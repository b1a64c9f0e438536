//! Fixed-capacity payload buffer.
//!
//! The buffer holds the serialized form of exactly one telemetry sample. It is
//! overwritten on every generation and never grows past its capacity: output
//! that does not fit is dropped, the same way `snprintf` truncates into a
//! fixed C array.

use std::fmt;

/// Reusable, size-bounded text buffer for one request body.
#[derive(Debug, Clone)]
pub struct PayloadBuffer {
    text: String,
    capacity: usize,
    truncated: bool,
}

impl PayloadBuffer {
    /// Create an empty buffer of `capacity` bytes.
    ///
    /// One byte is reserved for the terminator, so at most `capacity - 1`
    /// bytes of text are ever stored.
    pub fn with_capacity(capacity: usize) -> Self {
        Self {
            text: String::with_capacity(capacity),
            capacity,
            truncated: false,
        }
    }

    /// Replace the contents with freshly formatted text.
    ///
    /// Returns `false` when the text had to be truncated.
    pub fn overwrite(&mut self, args: fmt::Arguments<'_>) -> bool {
        self.clear();
        // Truncation is reported through `truncated`, never as fmt::Error.
        let _ = fmt::Write::write_fmt(self, args);
        !self.truncated
    }

    pub fn clear(&mut self) {
        self.text.clear();
        self.truncated = false;
    }

    pub fn as_str(&self) -> &str {
        &self.text
    }

    pub fn as_bytes(&self) -> &[u8] {
        self.text.as_bytes()
    }

    pub fn len(&self) -> usize {
        self.text.len()
    }

    pub fn is_empty(&self) -> bool {
        self.text.is_empty()
    }

    pub fn capacity(&self) -> usize {
        self.capacity
    }

    /// Whether the last write lost output.
    pub fn is_truncated(&self) -> bool {
        self.truncated
    }

    fn remaining(&self) -> usize {
        self.capacity.saturating_sub(1).saturating_sub(self.text.len())
    }
}

impl fmt::Write for PayloadBuffer {
    fn write_str(&mut self, s: &str) -> fmt::Result {
        if self.truncated {
            return Ok(());
        }

        let room = self.remaining();
        if s.len() <= room {
            self.text.push_str(s);
            return Ok(());
        }

        let mut cut = room;
        while !s.is_char_boundary(cut) {
            cut -= 1;
        }
        self.text.push_str(&s[..cut]);
        self.truncated = true;
        Ok(())
    }
}

impl fmt::Display for PayloadBuffer {
    fn fmt(&self, f: &mut fmt::Formatter<'_>) -> fmt::Result {
        f.write_str(&self.text)
    }
}
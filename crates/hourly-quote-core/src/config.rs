use anyhow::{anyhow, Result};
use serde::{Deserialize, Serialize};
use std::fs;
use std::path::{Path, PathBuf};

use crate::category::Category;
use crate::client::DEFAULT_BASE_URL;
use crate::scheduler::DEFAULT_REFRESH_INTERVAL_SECS;

pub const API_KEY_ENV: &str = "API_NINJAS_KEY";

#[derive(Serialize, Deserialize, Debug, Clone, PartialEq)]
pub struct Config {
    pub category: Option<String>,
    pub api_key: Option<String>,
    pub base_url: Option<String>,
    pub refresh_interval_secs: Option<u64>,
}

impl Config {
    pub fn new() -> Self {
        Self {
            category: Some(Category::default().id().to_string()),
            api_key: None,
            base_url: None,
            refresh_interval_secs: None,
        }
    }

    pub fn load() -> Result<Self> {
        Self::load_from(&Self::get_config_path()?)
    }

    pub fn load_from(path: &Path) -> Result<Self> {
        if !path.exists() {
            return Ok(Self::new());
        }

        let config_content = fs::read_to_string(path)?;
        let config: Config = serde_json::from_str(&config_content)?;
        Ok(config)
    }

    pub fn save(&self) -> Result<()> {
        self.save_to(&Self::get_config_path()?)
    }

    pub fn save_to(&self, path: &Path) -> Result<()> {
        if let Some(parent) = path.parent() {
            fs::create_dir_all(parent)?;
        }

        let config_content = serde_json::to_string_pretty(self)?;
        fs::write(path, config_content)?;
        Ok(())
    }

    /// Persist a new category choice, keeping the rest of the file.
    pub fn save_category(category: Option<Category>) -> Result<()> {
        Self::save_category_to(&Self::get_config_path()?, category)
    }

    /// An unreadable file is left alone rather than replaced with defaults.
    pub fn save_category_to(path: &Path, category: Option<Category>) -> Result<()> {
        let mut config = Self::load_from(path)?;
        config.set_category(category);
        config.save_to(path)
    }

    pub fn set_category(&mut self, category: Option<Category>) {
        self.category = category.map(|c| c.id().to_string());
    }

    /// The configured category. Unknown ids count as unset.
    pub fn selected_category(&self) -> Option<Category> {
        self.category.as_deref().and_then(Category::from_str)
    }

    /// API key from the environment first, then the config file.
    pub fn resolve_api_key(&self) -> Option<String> {
        std::env::var(API_KEY_ENV)
            .ok()
            .filter(|k| !k.is_empty())
            .or_else(|| self.api_key.clone())
    }

    pub fn base_url(&self) -> &str {
        self.base_url.as_deref().unwrap_or(DEFAULT_BASE_URL)
    }

    pub fn refresh_interval_secs(&self) -> u64 {
        self.refresh_interval_secs
            .unwrap_or(DEFAULT_REFRESH_INTERVAL_SECS)
    }

    pub fn get_config_path() -> Result<PathBuf> {
        let config_dir = dirs::config_dir()
            .ok_or_else(|| anyhow!("Could not determine config directory"))?;

        Ok(config_dir.join("hourly-quote").join("config.json"))
    }
}

impl Default for Config {
    fn default() -> Self {
        Self::new()
    }
}
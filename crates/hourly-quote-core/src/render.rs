//! Turns a [`QuoteEntry`] into something a front end can draw.
//!
//! [`render`] is a pure function of the entry and the available width, so
//! the same view backs both the interactive terminal widget and the
//! one-shot `show`/`next` output.

use std::fmt;

use crate::scheduler::QuoteEntry;

pub const QUOTE_LINE_LIMIT: usize = 4;
pub const AUTHOR_LINE_LIMIT: usize = 1;
pub const NEXT_ACTION_LABEL: &str = "▶ next";
const ELLIPSIS: char = '…';

/// Static artwork drawn behind the quote.
#[derive(Debug, Clone, Copy, PartialEq, Eq, Default)]
pub enum Background {
    #[default]
    Default,
}

impl Background {
    pub fn asset_name(&self) -> &'static str {
        match self {
            Background::Default => "background",
        }
    }
}

#[derive(Debug, Clone, PartialEq, Eq)]
pub struct WidgetView {
    pub quote_lines: Vec<String>,
    pub author: String,
    pub category_label: String,
    pub background: Background,
    pub action_label: &'static str,
}

pub fn render(entry: &QuoteEntry, width: usize) -> WidgetView {
    let width = width.max(1);

    let quote_lines = limit_lines(wrap(&entry.quote.text, width), QUOTE_LINE_LIMIT, width);
    let author = limit_lines(wrap(&entry.quote.author, width), AUTHOR_LINE_LIMIT, width)
        .into_iter()
        .next()
        .unwrap_or_default();

    WidgetView {
        quote_lines,
        author,
        category_label: entry.category.display_name(),
        background: entry.background,
        action_label: NEXT_ACTION_LABEL,
    }
}

impl fmt::Display for WidgetView {
    fn fmt(&self, f: &mut fmt::Formatter<'_>) -> fmt::Result {
        for line in &self.quote_lines {
            writeln!(f, "{}", line)?;
        }
        writeln!(f)?;
        writeln!(f, "❝ {}", self.author)?;
        write!(f, "{}  {}", self.category_label, self.action_label)
    }
}

/// Greedy word wrap on char counts. Words longer than `width` are split.
fn wrap(text: &str, width: usize) -> Vec<String> {
    let mut lines = Vec::new();

    for paragraph in text.lines() {
        let mut current = String::new();
        let mut current_len = 0;

        for word in paragraph.split_whitespace() {
            let mut word: Vec<char> = word.chars().collect();

            while word.len() > width {
                if current_len > 0 {
                    lines.push(std::mem::take(&mut current));
                    current_len = 0;
                }
                let rest = word.split_off(width);
                lines.push(word.into_iter().collect());
                word = rest;
            }

            let needed = if current_len == 0 { word.len() } else { current_len + 1 + word.len() };
            if needed > width && current_len > 0 {
                lines.push(std::mem::take(&mut current));
                current_len = 0;
            }
            if current_len > 0 {
                current.push(' ');
                current_len += 1;
            }
            current.extend(word.iter());
            current_len += word.len();
        }

        if current_len > 0 {
            lines.push(current);
        }
    }

    lines
}

fn limit_lines(mut lines: Vec<String>, limit: usize, width: usize) -> Vec<String> {
    if lines.len() <= limit {
        return lines;
    }

    let rest = lines.split_off(limit);
    if let Some(last) = lines.last_mut() {
        let overflow = format!("{} {}", last, rest.join(" "));
        let mut kept: String = overflow.chars().take(width.saturating_sub(1)).collect();
        kept.push(ELLIPSIS);
        *last = kept;
    }
    lines
}
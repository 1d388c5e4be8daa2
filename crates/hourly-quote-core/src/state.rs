//! Widget state shared between the scheduler and the render layer
//!
//! Holds the last quote that was fetched successfully and the category the
//! user picked. It is owned by [`crate::RefreshScheduler`] and handed out
//! by reference; nothing here is global.

use serde::{Deserialize, Serialize};

use crate::category::Category;
use crate::error::FetchError;
use crate::quote::Quote;

#[derive(Debug, Clone, PartialEq, Eq, Serialize, Deserialize)]
pub struct QuoteState {
    current_quote: Quote,
    selected_category: Option<Category>,
}

impl QuoteState {
    pub fn new() -> Self {
        Self {
            current_quote: Quote::default(),
            selected_category: Some(Category::default()),
        }
    }

    pub fn quote(&self) -> &Quote {
        &self.current_quote
    }

    /// The selected category, or the default when unset.
    pub fn category(&self) -> Category {
        self.selected_category.unwrap_or_default()
    }

    pub fn selected_category(&self) -> Option<Category> {
        self.selected_category
    }

    pub fn resolved_category(&self) -> Result<Category, FetchError> {
        self.selected_category.ok_or(FetchError::ConfigurationMissing)
    }

    pub fn set_quote(&mut self, quote: Quote) {
        self.current_quote = quote;
    }

    pub fn set_category(&mut self, category: Option<Category>) {
        self.selected_category = category;
    }
}

impl Default for QuoteState {
    fn default() -> Self {
        Self::new()
    }
}

#[cfg(test)]
mod tests {
    use super::*;

    #[test]
    fn test_initial_state() {
        let state = QuoteState::new();
        assert_eq!(state.quote(), &Quote::new("Widget Rocks!", "iOS Ninja"));
        assert_eq!(state.category(), Category::Art);
        assert_eq!(state.selected_category(), Some(Category::Art));
    }

    #[test]
    fn test_set_quote_replaces() {
        let mut state = QuoteState::new();
        state.set_quote(Quote::new("Hello", "World"));
        state.set_quote(Quote::new("Hello", "World"));
        assert_eq!(state.quote(), &Quote::new("Hello", "World"));
    }

    #[test]
    fn test_unset_category_falls_back() {
        let mut state = QuoteState::new();
        state.set_category(None);
        assert_eq!(state.category(), Category::Art);
        assert!(matches!(
            state.resolved_category(),
            Err(FetchError::ConfigurationMissing)
        ));

        state.set_category(Some(Category::Education));
        assert_eq!(state.resolved_category().unwrap(), Category::Education);
    }
}
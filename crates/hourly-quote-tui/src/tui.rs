use std::io::{self, Stderr};
use std::time::Duration;

use anyhow::Result;
use crossterm::{
    event::{self, Event, KeyEvent, KeyEventKind},
    execute,
    terminal::{disable_raw_mode, enable_raw_mode, EnterAlternateScreen, LeaveAlternateScreen},
};
use futures_util::StreamExt;
use ratatui::{backend::CrosstermBackend, Terminal};
use tokio::sync::mpsc;

pub type Tui = Terminal<CrosstermBackend<Stderr>>;

/// Drives the fetch indicator and polls the in-flight fetch.
const TICK_RATE: Duration = Duration::from_millis(300);

#[derive(Debug)]
pub enum AppEvent {
    Key(KeyEvent),
    Resize,
    Tick,
}

pub struct EventHandler {
    rx: mpsc::UnboundedReceiver<AppEvent>,
    _tx: mpsc::UnboundedSender<AppEvent>,
}

impl EventHandler {
    pub fn new() -> Self {
        let (tx, rx) = mpsc::unbounded_channel();

        let tx_events = tx.clone();
        tokio::spawn(async move {
            let mut reader = event::EventStream::new();
            while let Some(evt) = reader.next().await {
                let app_event = match evt {
                    // Key release events are ignored
                    Ok(Event::Key(key)) if key.kind == KeyEventKind::Press => {
                        Some(AppEvent::Key(key))
                    }
                    Ok(Event::Resize(_, _)) => Some(AppEvent::Resize),
                    _ => None,
                };

                if let Some(event) = app_event {
                    if tx_events.send(event).is_err() {
                        break;
                    }
                }
            }
        });

        let tx_tick = tx.clone();
        tokio::spawn(async move {
            let mut interval = tokio::time::interval(TICK_RATE);
            loop {
                interval.tick().await;
                if tx_tick.send(AppEvent::Tick).is_err() {
                    break;
                }
            }
        });

        Self { rx, _tx: tx }
    }

    pub async fn next(&mut self) -> Option<AppEvent> {
        self.rx.recv().await
    }
}

pub fn init() -> Result<Tui> {
    enable_raw_mode()?;
    execute!(io::stderr(), EnterAlternateScreen)?;

    let backend = CrosstermBackend::new(io::stderr());
    let terminal = Terminal::new(backend)?;

    Ok(terminal)
}

pub fn restore() -> Result<()> {
    execute!(io::stderr(), LeaveAlternateScreen)?;
    disable_raw_mode()?;
    Ok(())
}

/// Install panic hook to restore terminal on panic
pub fn install_panic_hook() {
    let original_hook = std::panic::take_hook();
    std::panic::set_hook(Box::new(move |panic_info| {
        let _ = restore();
        original_hook(panic_info);
    }));
}
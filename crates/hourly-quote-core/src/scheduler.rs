//! Refresh scheduling for the quote widget
//!
//! The host adapter calls three entry points: [`RefreshScheduler::on_tick`]
//! for the hourly re-render, [`RefreshScheduler::on_user_action`] for the
//! "next" button and [`RefreshScheduler::on_config_change`] when the user
//! picks another category. Ticks only re-read state; fetching happens on
//! user action alone.

use std::sync::Arc;

use chrono::{DateTime, Duration, Local};
use tracing::{debug, info, warn};

use crate::category::Category;
use crate::client::QuoteSource;
use crate::error::FetchError;
use crate::quote::Quote;
use crate::render::Background;
use crate::state::QuoteState;

pub const DEFAULT_REFRESH_INTERVAL_SECS: u64 = 3600;
const MAX_REFRESH_INTERVAL_SECS: u64 = 365 * 24 * 3600;

/// A snapshot of the widget at one point in time.
#[derive(Debug, Clone, PartialEq)]
pub struct QuoteEntry {
    pub date: DateTime<Local>,
    pub quote: Quote,
    pub category: Category,
    pub background: Background,
}

/// What to show now and when to ask again.
#[derive(Debug, Clone, PartialEq)]
pub struct Timeline {
    pub entries: Vec<QuoteEntry>,
    pub refresh_after: DateTime<Local>,
}

#[derive(Debug, Clone, Copy, PartialEq, Eq)]
pub enum Phase {
    Idle,
    Fetching,
}

/// Result of a manual trigger, after failures have been absorbed.
#[derive(Debug)]
pub enum FetchOutcome {
    Updated(Quote),
    Failed(FetchError),
    /// A fetch was already in flight.
    Skipped,
}

impl FetchOutcome {
    pub fn is_updated(&self) -> bool {
        matches!(self, FetchOutcome::Updated(_))
    }
}

pub struct RefreshScheduler<S> {
    source: Arc<S>,
    state: QuoteState,
    phase: Phase,
    refresh_interval: Duration,
    next_refresh: Option<DateTime<Local>>,
}

impl<S: QuoteSource> RefreshScheduler<S> {
    pub fn new(source: S) -> Self {
        Self::with_state(source, QuoteState::new())
    }

    pub fn with_state(source: S, state: QuoteState) -> Self {
        Self {
            source: Arc::new(source),
            state,
            phase: Phase::Idle,
            refresh_interval: Duration::seconds(DEFAULT_REFRESH_INTERVAL_SECS as i64),
            next_refresh: None,
        }
    }

    pub fn with_refresh_interval(mut self, secs: u64) -> Self {
        // Upper bound keeps the chrono duration in range.
        let secs = secs.clamp(1, MAX_REFRESH_INTERVAL_SECS) as i64;
        self.refresh_interval = Duration::seconds(secs);
        self
    }

    pub fn state(&self) -> &QuoteState {
        &self.state
    }

    pub fn phase(&self) -> Phase {
        self.phase
    }

    pub fn refresh_interval(&self) -> Duration {
        self.refresh_interval
    }

    /// Shared handle to the source, for hosts that run the fetch on their own task.
    pub fn source(&self) -> Arc<S> {
        Arc::clone(&self.source)
    }

    /// Entry shown while the host prepares the widget. Reads the current quote.
    pub fn placeholder(&self, now: DateTime<Local>) -> QuoteEntry {
        QuoteEntry {
            date: now,
            quote: self.state.quote().clone(),
            category: Category::default(),
            background: Background::default(),
        }
    }

    pub fn snapshot(&self, now: DateTime<Local>) -> QuoteEntry {
        QuoteEntry {
            date: now,
            quote: self.state.quote().clone(),
            category: self.state.category(),
            background: Background::default(),
        }
    }

    /// Re-render from current state and schedule the next render.
    pub fn on_tick(&mut self, now: DateTime<Local>) -> Timeline {
        let refresh_after = now + self.refresh_interval;
        self.next_refresh = Some(refresh_after);

        debug!(%refresh_after, "Timeline refreshed");

        Timeline {
            entries: vec![self.snapshot(now)],
            refresh_after,
        }
    }

    pub fn is_refresh_due(&self, now: DateTime<Local>) -> bool {
        self.next_refresh.map_or(true, |at| now >= at)
    }

    pub fn on_config_change(&mut self, category: Option<Category>) {
        info!(
            category = category.map(|c| c.id()).unwrap_or("<unset>"),
            "Category changed"
        );
        self.state.set_category(category);
    }

    /// Move to `Fetching` and return the category to fetch.
    ///
    /// Returns `None` when a fetch is already in flight.
    pub fn begin_fetch(&mut self) -> Option<Category> {
        if self.phase == Phase::Fetching {
            debug!("Fetch already in flight, ignoring trigger");
            return None;
        }

        let category = self.state.resolved_category().unwrap_or_else(|err| {
            debug!(%err, "Falling back to default category");
            Category::default()
        });

        self.phase = Phase::Fetching;
        Some(category)
    }

    /// Finish a fetch started with [`begin_fetch`](Self::begin_fetch).
    ///
    /// State only changes on success; errors are logged and handed back.
    pub fn complete_fetch(&mut self, result: Result<Quote, FetchError>) -> FetchOutcome {
        self.phase = Phase::Idle;

        match result {
            Ok(quote) => {
                self.state.set_quote(quote.clone());
                FetchOutcome::Updated(quote)
            }
            Err(err) => {
                warn!(kind = ?err.kind(), "Keeping previous quote: {}", err);
                FetchOutcome::Failed(err)
            }
        }
    }

    /// Return to `Idle` when a fetch task died without a result.
    pub fn abandon_fetch(&mut self) {
        if self.phase == Phase::Fetching {
            warn!("Fetch task ended without a result");
        }
        self.phase = Phase::Idle;
    }

    /// Fetch the next quote for the selected category and store it.
    pub async fn on_user_action(&mut self) -> FetchOutcome {
        let Some(category) = self.begin_fetch() else {
            return FetchOutcome::Skipped;
        };

        let result = self.source.fetch(category).await;
        self.complete_fetch(result)
    }
}

#[cfg(test)]
mod tests {
    use super::*;
    use async_trait::async_trait;
    use chrono::TimeZone;
    use std::collections::VecDeque;
    use std::sync::Mutex;

    /// Plays back canned results and records what was asked for.
    struct ScriptedSource {
        responses: Mutex<VecDeque<Result<Quote, FetchError>>>,
        requested: Mutex<Vec<Category>>,
    }

    impl ScriptedSource {
        fn new(responses: Vec<Result<Quote, FetchError>>) -> Self {
            Self {
                responses: Mutex::new(responses.into()),
                requested: Mutex::new(Vec::new()),
            }
        }

        fn requested(&self) -> Vec<Category> {
            self.requested.lock().unwrap().clone()
        }
    }

    #[async_trait]
    impl QuoteSource for ScriptedSource {
        async fn fetch(&self, category: Category) -> Result<Quote, FetchError> {
            self.requested.lock().unwrap().push(category);
            self.responses
                .lock()
                .unwrap()
                .pop_front()
                .unwrap_or(Err(FetchError::EmptyResponse))
        }
    }

    fn at(hour: u32, min: u32) -> DateTime<Local> {
        Local.with_ymd_and_hms(2024, 10, 26, hour, min, 0).unwrap()
    }

    #[tokio::test]
    async fn test_user_action_updates_quote() {
        let source = ScriptedSource::new(vec![Ok(Quote::new("Hello", "World"))]);
        let mut scheduler = RefreshScheduler::new(source);

        let outcome = scheduler.on_user_action().await;

        assert!(outcome.is_updated());
        assert_eq!(scheduler.state().quote(), &Quote::new("Hello", "World"));
        assert_eq!(scheduler.phase(), Phase::Idle);
    }

    #[tokio::test]
    async fn test_failed_fetch_keeps_previous_quote() {
        let source = ScriptedSource::new(vec![
            Ok(Quote::new("Hello", "World")),
            Err(FetchError::EmptyResponse),
            Err(serde_json::from_str::<Vec<Quote>>("[{").unwrap_err().into()),
        ]);
        let mut scheduler = RefreshScheduler::new(source);

        scheduler.on_user_action().await;
        let empty = scheduler.on_user_action().await;
        let malformed = scheduler.on_user_action().await;

        assert!(matches!(empty, FetchOutcome::Failed(FetchError::EmptyResponse)));
        assert!(matches!(malformed, FetchOutcome::Failed(FetchError::Decode(_))));
        assert_eq!(scheduler.state().quote(), &Quote::new("Hello", "World"));
        assert_eq!(scheduler.phase(), Phase::Idle);
    }

    #[tokio::test]
    async fn test_failure_before_any_success_keeps_default() {
        let source = ScriptedSource::new(vec![Err(FetchError::EmptyResponse)]);
        let mut scheduler = RefreshScheduler::new(source);

        scheduler.on_user_action().await;

        assert_eq!(scheduler.state().quote(), &Quote::default());
    }

    #[tokio::test]
    async fn test_repeated_identical_fetch_is_idempotent() {
        let quote = Quote::new("Same", "Author");
        let source = ScriptedSource::new(vec![Ok(quote.clone()), Ok(quote.clone())]);
        let mut scheduler = RefreshScheduler::new(source);

        scheduler.on_user_action().await;
        let once = scheduler.state().clone();
        scheduler.on_user_action().await;

        assert_eq!(scheduler.state(), &once);
        assert_eq!(scheduler.state().quote(), &quote);
    }

    #[tokio::test]
    async fn test_config_change_drives_next_fetch() {
        let source = ScriptedSource::new(vec![
            Ok(Quote::new("a", "b")),
            Ok(Quote::new("c", "d")),
            Ok(Quote::new("e", "f")),
        ]);
        let mut scheduler = RefreshScheduler::new(source);

        scheduler.on_user_action().await;
        scheduler.on_config_change(Some(Category::Family));
        scheduler.on_user_action().await;
        scheduler.on_config_change(None);
        scheduler.on_user_action().await;

        assert_eq!(
            scheduler.source().requested(),
            vec![Category::Art, Category::Family, Category::Art]
        );
    }

    #[test]
    fn test_second_trigger_while_fetching_is_skipped() {
        let mut scheduler = RefreshScheduler::new(ScriptedSource::new(vec![]));

        assert_eq!(scheduler.begin_fetch(), Some(Category::Art));
        assert_eq!(scheduler.phase(), Phase::Fetching);
        assert_eq!(scheduler.begin_fetch(), None);

        let outcome = scheduler.complete_fetch(Ok(Quote::new("x", "y")));
        assert!(outcome.is_updated());
        assert_eq!(scheduler.phase(), Phase::Idle);
        assert!(scheduler.begin_fetch().is_some());
    }

    #[test]
    fn test_abandon_returns_to_idle() {
        let mut scheduler = RefreshScheduler::new(ScriptedSource::new(vec![]));
        scheduler.begin_fetch();
        scheduler.abandon_fetch();
        assert_eq!(scheduler.phase(), Phase::Idle);
        assert_eq!(scheduler.state().quote(), &Quote::default());
    }

    #[test]
    fn test_tick_rereads_state_without_fetching() {
        let mut scheduler = RefreshScheduler::new(ScriptedSource::new(vec![]));
        scheduler.begin_fetch();
        scheduler.complete_fetch(Ok(Quote::new("Hello", "World")));

        let timeline = scheduler.on_tick(at(9, 0));

        assert_eq!(timeline.entries.len(), 1);
        assert_eq!(timeline.entries[0].quote, Quote::new("Hello", "World"));
        assert_eq!(timeline.entries[0].date, at(9, 0));
        assert_eq!(timeline.refresh_after, at(10, 0));
        assert!(scheduler.source().requested().is_empty());
    }

    #[test]
    fn test_refresh_due_hourly() {
        let mut scheduler = RefreshScheduler::new(ScriptedSource::new(vec![]));
        assert!(scheduler.is_refresh_due(at(9, 0)));

        scheduler.on_tick(at(9, 0));
        assert!(!scheduler.is_refresh_due(at(9, 59)));
        assert!(scheduler.is_refresh_due(at(10, 0)));
    }

    #[test]
    fn test_custom_refresh_interval() {
        let mut scheduler =
            RefreshScheduler::new(ScriptedSource::new(vec![])).with_refresh_interval(60);
        let timeline = scheduler.on_tick(at(9, 0));
        assert_eq!(timeline.refresh_after, at(9, 1));
    }

    #[test]
    fn test_placeholder_follows_current_quote() {
        let mut scheduler = RefreshScheduler::new(ScriptedSource::new(vec![]));
        assert_eq!(scheduler.placeholder(at(9, 0)).quote, Quote::default());

        scheduler.on_config_change(Some(Category::Beauty));
        scheduler.begin_fetch();
        scheduler.complete_fetch(Ok(Quote::new("Hello", "World")));

        let placeholder = scheduler.placeholder(at(9, 0));
        assert_eq!(placeholder.quote, Quote::new("Hello", "World"));
        assert_eq!(placeholder.category, Category::Art);

        let snapshot = scheduler.snapshot(at(9, 0));
        assert_eq!(snapshot.quote, Quote::new("Hello", "World"));
        assert_eq!(snapshot.category, Category::Beauty);
    }
}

### TO DO
Take every line from the data that includes the word "derive".

### WRITTEN ANSWER
#[derive(Debug, Clone)]
#[derive(Serialize, Deserialize, Debug, Clone, PartialEq)]
#[derive(Debug, Clone, Copy, PartialEq, Eq, Default)]
#[derive(Debug, Clone, PartialEq, Eq)]
#[derive(Debug, Clone, PartialEq, Eq, Serialize, Deserialize)]
#[derive(Debug)]
#[derive(Debug, Clone, PartialEq)]
#[derive(Debug, Clone, PartialEq)]
#[derive(Debug, Clone, Copy, PartialEq, Eq)]
#[derive(Debug)]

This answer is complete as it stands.